### DATA PROVIDED
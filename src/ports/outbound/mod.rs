/// Outbound ports (Driven ports) - Infrastructure interfaces
///
/// These ports define the interfaces that the application core uses
/// to interact with external systems (file system, dependency manager, console).
pub mod dependency_fetcher;
pub mod dependency_installer;
pub mod formatter;
pub mod lockfile_reader;
pub mod lockfile_writer;
pub mod output_presenter;
pub mod progress_reporter;
pub mod project_lock;

pub use dependency_fetcher::{DependencyFetcher, FetchedDependency};
pub use dependency_installer::DependencyInstaller;
pub use formatter::LockfileFormatter;
pub use lockfile_reader::LockfileReader;
pub use lockfile_writer::LockfileWriter;
pub use output_presenter::OutputPresenter;
pub use progress_reporter::ProgressReporter;
pub use project_lock::{LockGuard, ProjectLock};
use crate::lock_merge::domain::Lockfile;
use crate::ports::outbound::LockfileFormatter;
use crate::shared::error::LockError;
use crate::shared::Result;

/// JsonFormatter adapter rendering the lock file document as pretty JSON
pub struct JsonFormatter;

impl JsonFormatter {
    pub fn new() -> Self {
        Self
    }
}

impl Default for JsonFormatter {
    fn default() -> Self {
        Self::new()
    }
}

impl LockfileFormatter for JsonFormatter {
    fn format(&self, lockfile: &Lockfile) -> Result<String> {
        let mut json = serde_json::to_string_pretty(lockfile).map_err(|e| LockError::Construction {
            reason: format!("Failed to serialize lock file as JSON: {}", e),
        })?;
        json.push('\n');
        Ok(json)
    }
}
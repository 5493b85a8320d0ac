use crate::lock_merge::domain::Lockfile;
use crate::ports::outbound::LockfileReader;
use crate::shared::error::LockError;
use crate::shared::security::{validate_lockfile_path, MAX_LOCKFILE_SIZE};
use crate::shared::Result;
use std::fs;
use std::path::Path;

/// FileSystemReader adapter for reading glide.lock YAML files
pub struct FileSystemReader;

impl FileSystemReader {
    pub fn new() -> Self {
        Self
    }
}

impl Default for FileSystemReader {
    fn default() -> Self {
        Self::new()
    }
}

impl LockfileReader for FileSystemReader {
    fn read_lockfile(&self, path: &Path) -> Result<Lockfile> {
        if !path.exists() {
            return Err(LockError::LockfileNotFound {
                path: path.to_path_buf(),
                suggestion: format!(
                    "\"{}\" does not exist.\n   \
                     Run the dependency manager to create it, or pass the correct path.",
                    path.display()
                ),
            }
            .into());
        }

        validate_lockfile_path(path, MAX_LOCKFILE_SIZE).map_err(|e| LockError::FileReadError {
            path: path.to_path_buf(),
            details: e.to_string(),
        })?;

        let content = fs::read_to_string(path).map_err(|e| LockError::FileReadError {
            path: path.to_path_buf(),
            details: e.to_string(),
        })?;

        serde_yaml_ng::from_str(&content).map_err(|e| {
            LockError::LockfileParseError {
                path: path.to_path_buf(),
                details: e.to_string(),
            }
            .into()
        })
    }

    fn lockfile_exists(&self, path: &Path) -> bool {
        path.is_file()
    }
}
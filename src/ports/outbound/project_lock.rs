use crate::shared::Result;
use std::path::Path;

/// Held for the lifetime of an exclusive operation on a project; releases on drop
#[must_use = "the project is unlocked as soon as the guard is dropped"]
pub struct LockGuard {
    release: Option<Box<dyn FnOnce()>>,
}

impl LockGuard {
    pub fn new(release: impl FnOnce() + 'static) -> Self {
        Self {
            release: Some(Box::new(release)),
        }
    }
}

impl Drop for LockGuard {
    fn drop(&mut self) {
        if let Some(release) = self.release.take() {
            release();
        }
    }
}

impl std::fmt::Debug for LockGuard {
    fn fmt(&self, f: &mut std::fmt::Formatter<'_>) -> std::fmt::Result {
        f.debug_struct("LockGuard")
            .field("held", &self.release.is_some())
            .finish()
    }
}

/// ProjectLock port serializing fetch, merge, write and install on a project
pub trait ProjectLock {
    /// Acquires the advisory lock for `project_path`
    ///
    /// # Errors
    /// Returns `LockError::ProjectLocked` if another invocation holds it
    fn acquire(&self, project_path: &Path) -> Result<LockGuard>;
}
pub mod dependency_spec;
pub mod lock;
pub mod lockfile;
pub mod package_name;

pub use dependency_spec::DependencySpec;
pub use lock::Lock;
pub use lockfile::Lockfile;
pub use package_name::PackageName;
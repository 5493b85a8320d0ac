use super::command::capture;
use crate::shared::error::LockError;
use crate::shared::Result;
use std::path::Path;

/// Version control systems whose checkouts can be resolved to a revision
#[derive(Debug, Clone, Copy, PartialEq, Eq)]
pub enum Vcs {
    Git,
    Hg,
}

impl Vcs {
    /// Picks the VCS declared in glide.yaml, or detects it from the checkout
    ///
    /// # Errors
    /// Returns a validation error for VCS types other than git and hg
    pub fn resolve(
        declared: Option<&str>,
        checkout: &Path,
    ) -> std::result::Result<Self, LockError> {
        match declared.map(str::trim).filter(|v| !v.is_empty()) {
            Some(vcs) => match vcs.to_ascii_lowercase().as_str() {
                "git" => Ok(Vcs::Git),
                "hg" | "mercurial" => Ok(Vcs::Hg),
                other => Err(LockError::Validation {
                    message: format!(
                        "Unsupported VCS '{}' for {}. Only git and hg checkouts can be pinned",
                        other,
                        checkout.display()
                    ),
                }),
            },
            None if checkout.join(".hg").is_dir() => Ok(Vcs::Hg),
            None => Ok(Vcs::Git),
        }
    }

    pub fn as_str(&self) -> &'static str {
        match self {
            Vcs::Git => "git",
            Vcs::Hg => "hg",
        }
    }

    /// Revision currently checked out in `checkout`
    pub fn current_revision(&self, checkout: &Path) -> Result<String> {
        let output = match self {
            Vcs::Git => capture("git", &["rev-parse", "HEAD"], checkout)?,
            Vcs::Hg => capture("hg", &["--debug", "identify", "-i"], checkout)?,
        };

        // hg marks a dirty working copy with a trailing '+'
        let revision = output.trim().trim_end_matches('+');
        if revision.is_empty() {
            anyhow::bail!(
                "{} reported no revision for {}",
                self.as_str(),
                checkout.display()
            );
        }
        Ok(revision.to_string())
    }
}
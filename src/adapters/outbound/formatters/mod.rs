/// Formatter adapters rendering lock files for output
mod json_formatter;
mod yaml_formatter;

pub use json_formatter::JsonFormatter;
pub use yaml_formatter::YamlFormatter;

### TRY IT
Copy the listing exactly as it stands.

### RESULT OF THE TASK
filename src/ports/outbound/mod.rs
/// Outbound ports (Driven ports) - Infrastructure interfaces
///
/// These ports define the interfaces that the application core uses
/// to interact with external systems (file system, dependency manager, console).
pub mod dependency_fetcher;
pub mod dependency_installer;
pub mod formatter;
pub mod lockfile_reader;
pub mod lockfile_writer;
pub mod output_presenter;
pub mod progress_reporter;
pub mod project_lock;

pub use dependency_fetcher::{DependencyFetcher, FetchedDependency};
pub use dependency_installer::DependencyInstaller;
pub use formatter::LockfileFormatter;
pub use lockfile_reader::LockfileReader;
pub use lockfile_writer::LockfileWriter;
pub use output_presenter::OutputPresenter;
pub use progress_reporter::ProgressReporter;
pub use project_lock::{LockGuard, ProjectLock};
use crate::lock_merge::domain::Lockfile;
use crate::ports::outbound::LockfileFormatter;
use crate::shared::error::LockError;
use crate::shared::Result;

/// JsonFormatter adapter rendering the lock file document as pretty JSON
pub struct JsonFormatter;

impl JsonFormatter {
    pub fn new() -> Self {
        Self
    }
}

impl Default for JsonFormatter {
    fn default() -> Self {
        Self::new()
    }
}

impl LockfileFormatter for JsonFormatter {
    fn format(&self, lockfile: &Lockfile) -> Result<String> {
        let mut json = serde_json::to_string_pretty(lockfile).map_err(|e| LockError::Construction {
            reason: format!("Failed to serialize lock file as JSON: {}", e),
        })?;
        json.push('\n');
        Ok(json)
    }
}
repository 5493b85a8320d0ac
use crate::lock_merge::domain::Lockfile;
use crate::ports::outbound::LockfileReader;
use crate::shared::error::LockError;
use crate::shared::security::{validate_lockfile_path, MAX_LOCKFILE_SIZE};
use crate::shared::Result;
use std::fs;
use std::path::Path;

/// FileSystemReader adapter for reading glide.lock YAML files
pub struct FileSystemReader;

impl FileSystemReader {
    pub fn new() -> Self {
        Self
    }
}

impl Default for FileSystemReader {
    fn default() -> Self {
        Self::new()
    }
}

impl LockfileReader for FileSystemReader {
    fn read_lockfile(&self, path: &Path) -> Result<Lockfile> {
        if !path.exists() {
            return Err(LockError::LockfileNotFound {
                path: path.to_path_buf(),
                suggestion: format!(
                    "\"{}\" does not exist.\n   \
                     Run the dependency manager to create it, or pass the correct path.",
                    path.display()
                ),
            }
            .into());
        }

        validate_lockfile_path(path, MAX_LOCKFILE_SIZE).map_err(|e| LockError::FileReadError {
            path: path.to_path_buf(),
            details: e.to_string(),
        })?;

        let content = fs::read_to_string(path).map_err(|e| LockError::FileReadError {
            path: path.to_path_buf(),
            details: e.to_string(),
        })?;

        serde_yaml_ng::from_str(&content).map_err(|e| {
            LockError::LockfileParseError {
                path: path.to_path_buf(),
                details: e.to_string(),
            }
            .into()
        })
    }

    fn lockfile_exists(&self, path: &Path) -> bool {
        path.is_file()
    }
}
filename src/ports/outbound/project_lock.rs
use crate::shared::Result;
use std::path::Path;

/// Held for the lifetime of an exclusive operation on a project; releases on drop
#[must_use = "the project is unlocked as soon as the guard is dropped"]
pub struct LockGuard {
    release: Option<Box<dyn FnOnce()>>,
}

impl LockGuard {
    pub fn new(release: impl FnOnce() + 'static) -> Self {
        Self {
            release: Some(Box::new(release)),
        }
    }
}

impl Drop for LockGuard {
    fn drop(&mut self) {
        if let Some(release) = self.release.take() {
            release();
        }
    }
}

impl std::fmt::Debug for LockGuard {
    fn fmt(&self, f: &mut std::fmt::Formatter<'_>) -> std::fmt::Result {
        f.debug_struct("LockGuard")
            .field("held", &self.release.is_some())
            .finish()
    }
}

/// ProjectLock port serializing fetch, merge, write and install on a project
pub trait ProjectLock {
    /// Acquires the advisory lock for `project_path`
    ///
    /// # Errors
    /// Returns `LockError::ProjectLocked` if another invocation holds it
    fn acquire(&self, project_path: &Path) -> Result<LockGuard>;
}
pub mod dependency_spec;
pub mod lock;
pub mod lockfile;
pub mod package_name;

pub use dependency_spec::DependencySpec;
pub use lock::Lock;
pub use lockfile::Lockfile;
pub use package_name::PackageName;
repository 5493b85a8320d0ac
use super::command::capture;
use crate::shared::error::LockError;
use crate::shared::Result;
use std::path::Path;

/// Version control systems whose checkouts can be resolved to a revision
#[derive(Debug, Clone, Copy, PartialEq, Eq)]
pub enum Vcs {
    Git,
    Hg,
}

impl Vcs {
    /// Picks the VCS declared in glide.yaml, or detects it from the checkout
    ///
    /// # Errors
    /// Returns a validation error for VCS types other than git and hg
    pub fn resolve(
        declared: Option<&str>,
        checkout: &Path,
    ) -> std::result::Result<Self, LockError> {
        match declared.map(str::trim).filter(|v| !v.is_empty()) {
            Some(vcs) => match vcs.to_ascii_lowercase().as_str() {
                "git" => Ok(Vcs::Git),
                "hg" | "mercurial" => Ok(Vcs::Hg),
                other => Err(LockError::Validation {
                    message: format!(
                        "Unsupported VCS '{}' for {}. Only git and hg checkouts can be pinned",
                        other,
                        checkout.display()
                    ),
                }),
            },
            None if checkout.join(".hg").is_dir() => Ok(Vcs::Hg),
            None => Ok(Vcs::Git),
        }
    }

    pub fn as_str(&self) -> &'static str {
        match self {
            Vcs::Git => "git",
            Vcs::Hg => "hg",
        }
    }

    /// Revision currently checked out in `checkout`
    pub fn current_revision(&self, checkout: &Path) -> Result<String> {
        let output = match self {
            Vcs::Git => capture("git", &["rev-parse", "HEAD"], checkout)?,
            Vcs::Hg => capture("hg", &["--debug", "identify", "-i"], checkout)?,
        };

        // hg marks a dirty working copy with a trailing '+'
        let revision = output.trim().trim_end_matches('+');
        if revision.is_empty() {
            anyhow::bail!(
                "{} reported no revision for {}",
                self.as_str(),
                checkout.display()
            );
        }
        Ok(revision.to_string())
    }
}
filename src/adapters/outbound/formatters/mod.rs
/// Formatter adapters rendering lock files for output
mod json_formatter;
mod yaml_formatter;

pub use json_formatter::JsonFormatter;
pub use yaml_formatter::YamlFormatter;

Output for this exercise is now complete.